Could the whole of the data below be written out verbatim?

STUDY MATERIAL below:

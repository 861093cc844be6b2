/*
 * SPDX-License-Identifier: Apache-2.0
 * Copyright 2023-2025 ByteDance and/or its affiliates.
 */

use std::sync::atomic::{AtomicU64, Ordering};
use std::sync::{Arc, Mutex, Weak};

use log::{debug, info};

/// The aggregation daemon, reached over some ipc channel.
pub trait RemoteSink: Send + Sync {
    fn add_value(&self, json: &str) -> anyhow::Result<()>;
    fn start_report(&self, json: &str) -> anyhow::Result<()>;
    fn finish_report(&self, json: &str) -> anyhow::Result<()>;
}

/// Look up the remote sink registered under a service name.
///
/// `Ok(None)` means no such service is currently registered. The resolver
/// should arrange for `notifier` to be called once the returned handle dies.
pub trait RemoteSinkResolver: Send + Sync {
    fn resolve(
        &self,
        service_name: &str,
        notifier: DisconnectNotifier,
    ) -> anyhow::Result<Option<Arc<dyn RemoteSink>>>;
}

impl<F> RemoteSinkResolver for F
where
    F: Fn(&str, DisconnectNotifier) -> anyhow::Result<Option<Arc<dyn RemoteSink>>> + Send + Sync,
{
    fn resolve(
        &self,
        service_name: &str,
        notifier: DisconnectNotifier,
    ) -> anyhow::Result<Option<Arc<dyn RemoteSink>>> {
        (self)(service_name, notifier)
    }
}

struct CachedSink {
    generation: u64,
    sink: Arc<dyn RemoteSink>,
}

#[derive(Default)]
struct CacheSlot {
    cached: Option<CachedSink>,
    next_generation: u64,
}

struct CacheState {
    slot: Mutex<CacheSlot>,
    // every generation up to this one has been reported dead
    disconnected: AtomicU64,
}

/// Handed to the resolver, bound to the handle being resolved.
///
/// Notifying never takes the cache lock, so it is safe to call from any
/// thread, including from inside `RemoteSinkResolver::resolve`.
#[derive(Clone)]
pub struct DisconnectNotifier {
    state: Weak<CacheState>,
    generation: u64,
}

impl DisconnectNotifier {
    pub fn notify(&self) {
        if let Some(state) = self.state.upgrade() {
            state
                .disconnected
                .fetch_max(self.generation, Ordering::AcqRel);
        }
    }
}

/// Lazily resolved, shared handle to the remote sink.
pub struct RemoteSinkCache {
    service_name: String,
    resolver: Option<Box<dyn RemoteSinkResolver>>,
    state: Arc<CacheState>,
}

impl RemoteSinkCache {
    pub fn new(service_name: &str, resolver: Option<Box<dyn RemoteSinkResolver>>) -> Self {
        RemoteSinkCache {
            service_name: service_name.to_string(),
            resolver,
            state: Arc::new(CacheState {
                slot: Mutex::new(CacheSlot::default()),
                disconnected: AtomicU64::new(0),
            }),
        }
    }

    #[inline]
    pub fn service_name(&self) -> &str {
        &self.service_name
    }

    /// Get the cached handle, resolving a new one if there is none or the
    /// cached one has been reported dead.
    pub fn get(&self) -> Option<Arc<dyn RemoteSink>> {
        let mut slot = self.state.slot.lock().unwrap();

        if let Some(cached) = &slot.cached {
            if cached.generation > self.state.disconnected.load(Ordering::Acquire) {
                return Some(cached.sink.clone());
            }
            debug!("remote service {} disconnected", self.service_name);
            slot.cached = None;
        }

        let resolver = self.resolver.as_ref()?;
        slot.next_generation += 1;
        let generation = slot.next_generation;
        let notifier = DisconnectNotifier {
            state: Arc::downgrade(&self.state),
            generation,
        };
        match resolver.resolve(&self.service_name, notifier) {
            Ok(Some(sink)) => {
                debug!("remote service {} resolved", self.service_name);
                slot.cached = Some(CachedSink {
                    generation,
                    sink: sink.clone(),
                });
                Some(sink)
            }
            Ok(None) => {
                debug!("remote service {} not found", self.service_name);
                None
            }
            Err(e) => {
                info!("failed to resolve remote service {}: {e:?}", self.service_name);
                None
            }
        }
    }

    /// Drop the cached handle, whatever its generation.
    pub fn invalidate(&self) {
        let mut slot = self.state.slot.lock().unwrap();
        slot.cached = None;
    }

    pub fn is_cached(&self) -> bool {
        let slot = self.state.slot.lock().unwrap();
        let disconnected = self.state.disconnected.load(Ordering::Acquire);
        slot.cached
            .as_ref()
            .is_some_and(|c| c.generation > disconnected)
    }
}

End of STUDY MATERIAL.

#### ANSWER AREA:
repository 861093cc844be6b2
/*
 * SPDX-License-Identifier: Apache-2.0
 * Copyright 2023-2025 ByteDance and/or its affiliates.
 */

use std::sync::atomic::{AtomicU64, Ordering};
use std::sync::{Arc, Mutex, Weak};

use log::{debug, info};

/// The aggregation daemon, reached over some ipc channel.
pub trait RemoteSink: Send + Sync {
    fn add_value(&self, json: &str) -> anyhow::Result<()>;
    fn start_report(&self, json: &str) -> anyhow::Result<()>;
    fn finish_report(&self, json: &str) -> anyhow::Result<()>;
}

/// Look up the remote sink registered under a service name.
///
/// `Ok(None)` means no such service is currently registered. The resolver
/// should arrange for `notifier` to be called once the returned handle dies.
pub trait RemoteSinkResolver: Send + Sync {
    fn resolve(
        &self,
        service_name: &str,
        notifier: DisconnectNotifier,
    ) -> anyhow::Result<Option<Arc<dyn RemoteSink>>>;
}

impl<F> RemoteSinkResolver for F
where
    F: Fn(&str, DisconnectNotifier) -> anyhow::Result<Option<Arc<dyn RemoteSink>>> + Send + Sync,
{
    fn resolve(
        &self,
        service_name: &str,
        notifier: DisconnectNotifier,
    ) -> anyhow::Result<Option<Arc<dyn RemoteSink>>> {
        (self)(service_name, notifier)
    }
}

struct CachedSink {
    generation: u64,
    sink: Arc<dyn RemoteSink>,
}

#[derive(Default)]
struct CacheSlot {
    cached: Option<CachedSink>,
    next_generation: u64,
}

struct CacheState {
    slot: Mutex<CacheSlot>,
    // every generation up to this one has been reported dead
    disconnected: AtomicU64,
}

/// Handed to the resolver, bound to the handle being resolved.
///
/// Notifying never takes the cache lock, so it is safe to call from any
/// thread, including from inside `RemoteSinkResolver::resolve`.
#[derive(Clone)]
pub struct DisconnectNotifier {
    state: Weak<CacheState>,
    generation: u64,
}

impl DisconnectNotifier {
    pub fn notify(&self) {
        if let Some(state) = self.state.upgrade() {
            state
                .disconnected
                .fetch_max(self.generation, Ordering::AcqRel);
        }
    }
}

/// Lazily resolved, shared handle to the remote sink.
pub struct RemoteSinkCache {
    service_name: String,
    resolver: Option<Box<dyn RemoteSinkResolver>>,
    state: Arc<CacheState>,
}

impl RemoteSinkCache {
    pub fn new(service_name: &str, resolver: Option<Box<dyn RemoteSinkResolver>>) -> Self {
        RemoteSinkCache {
            service_name: service_name.to_string(),
            resolver,
            state: Arc::new(CacheState {
                slot: Mutex::new(CacheSlot::default()),
                disconnected: AtomicU64::new(0),
            }),
        }
    }

    #[inline]
    pub fn service_name(&self) -> &str {
        &self.service_name
    }

    /// Get the cached handle, resolving a new one if there is none or the
    /// cached one has been reported dead.
    pub fn get(&self) -> Option<Arc<dyn RemoteSink>> {
        let mut slot = self.state.slot.lock().unwrap();

        if let Some(cached) = &slot.cached {
            if cached.generation > self.state.disconnected.load(Ordering::Acquire) {
                return Some(cached.sink.clone());
            }
            debug!("remote service {} disconnected", self.service_name);
            slot.cached = None;
        }

        let resolver = self.resolver.as_ref()?;
        slot.next_generation += 1;
        let generation = slot.next_generation;
        let notifier = DisconnectNotifier {
            state: Arc::downgrade(&self.state),
            generation,
        };
        match resolver.resolve(&self.service_name, notifier) {
            Ok(Some(sink)) => {
                debug!("remote service {} resolved", self.service_name);
                slot.cached = Some(CachedSink {
                    generation,
                    sink: sink.clone(),
                });
                Some(sink)
            }
            Ok(None) => {
                debug!("remote service {} not found", self.service_name);
                None
            }
            Err(e) => {
                info!("failed to resolve remote service {}: {e:?}", self.service_name);
                None
            }
        }
    }

    /// Drop the cached handle, whatever its generation.
    pub fn invalidate(&self) {
        let mut slot = self.state.slot.lock().unwrap();
        slot.cached = None;
    }

    pub fn is_cached(&self) -> bool {
        let slot = self.state.slot.lock().unwrap();
        let disconnected = self.state.disconnected.load(Ordering::Acquire);
        slot.cached
            .as_ref()
            .is_some_and(|c| c.generation > disconnected)
    }
}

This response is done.